This guide offers a realistic, experience-led comparison with other premium flooring finishes. Not to push cement-based systems at all costs, but to support informed specification based on how materials actually perform on live London projects.

Understanding the Two LPC Flooring Systems
Before comparing alternatives, let’s clarify exactly what we install—and how these systems differ.
Polished Concrete: Structural Integration
Polished concrete is a reinforced concrete slab (typically 100mm) that serves as the finished surface.
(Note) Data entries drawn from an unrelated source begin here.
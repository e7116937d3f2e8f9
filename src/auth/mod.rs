//! Bearer-token authentication state.
//!
//! [`TokenStore`] owns the access/refresh pair. [`AuthEvents`] lets the
//! rest of the application react when authentication changes without
//! being on the call path that caused it.

mod storage;

pub use storage::{TokenRecord, TokenResponse, TokenStore};

use tokio::sync::broadcast;

/// Authentication state changes.
#[derive(Debug, Clone, PartialEq, Eq)]
pub enum AuthEvent {
    /// Tokens were obtained via login.
    LoggedIn,
    /// Tokens were replaced by a successful refresh.
    Refreshed,
    /// Refresh failed; tokens were cleared.
    Expired { reason: String },
    /// Tokens were cleared on request.
    LoggedOut,
}

/// Fan-out channel for [`AuthEvent`]s.
///
/// Cloning shares the same channel. Publishing with no subscribers is not
/// an error.
#[derive(Debug, Clone)]
pub struct AuthEvents {
    tx: broadcast::Sender<AuthEvent>,
}

/// Buffered events per subscriber before the oldest are dropped.
const EVENT_CAPACITY: usize = 16;

impl AuthEvents {
    #[must_use]
    pub fn new() -> Self {
        let (tx, _) = broadcast::channel(EVENT_CAPACITY);
        Self { tx }
    }

    pub fn subscribe(&self) -> broadcast::Receiver<AuthEvent> {
        self.tx.subscribe()
    }

    pub fn emit(&self, event: AuthEvent) {
        tracing::debug!(?event, "auth event");
        let _ = self.tx.send(event);
    }
}

impl Default for AuthEvents {
    fn default() -> Self {
        Self::new()
    }
}

#[cfg(test)]
mod tests {
    use super::*;

    #[tokio::test]
    async fn test_events_reach_all_subscribers() {
        let events = AuthEvents::new();
        let mut a = events.subscribe();
        let mut b = events.clone().subscribe();

        events.emit(AuthEvent::Expired {
            reason: "refresh failed".into(),
        });

        assert!(matches!(a.recv().await.unwrap(), AuthEvent::Expired { .. }));
        assert!(matches!(b.recv().await.unwrap(), AuthEvent::Expired { .. }));
    }

    #[test]
    fn test_emit_without_subscribers() {
        AuthEvents::new().emit(AuthEvent::LoggedOut);
    }
}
The slab is placed, allowed to cure properly (21–28 days depending on mix design and site conditions), then mechanically ground, densified, and polished to the specified finish level—from colour-hardened surfaces to full aggregate exposure.
Best suited to:
- New builds and extensions where you’re pouring a slab anyway
- High-traffic residential, commercial, and hospitality spaces
- Projects requiring maximum durability and lifespan
- Installations with underfloor heating integration
Less suited to:
- Refurbishments where existing floor levels must be maintained
- Upper floors with structural weight restrictions
- Projects requiring rapid occupation (curing takes weeks, not days)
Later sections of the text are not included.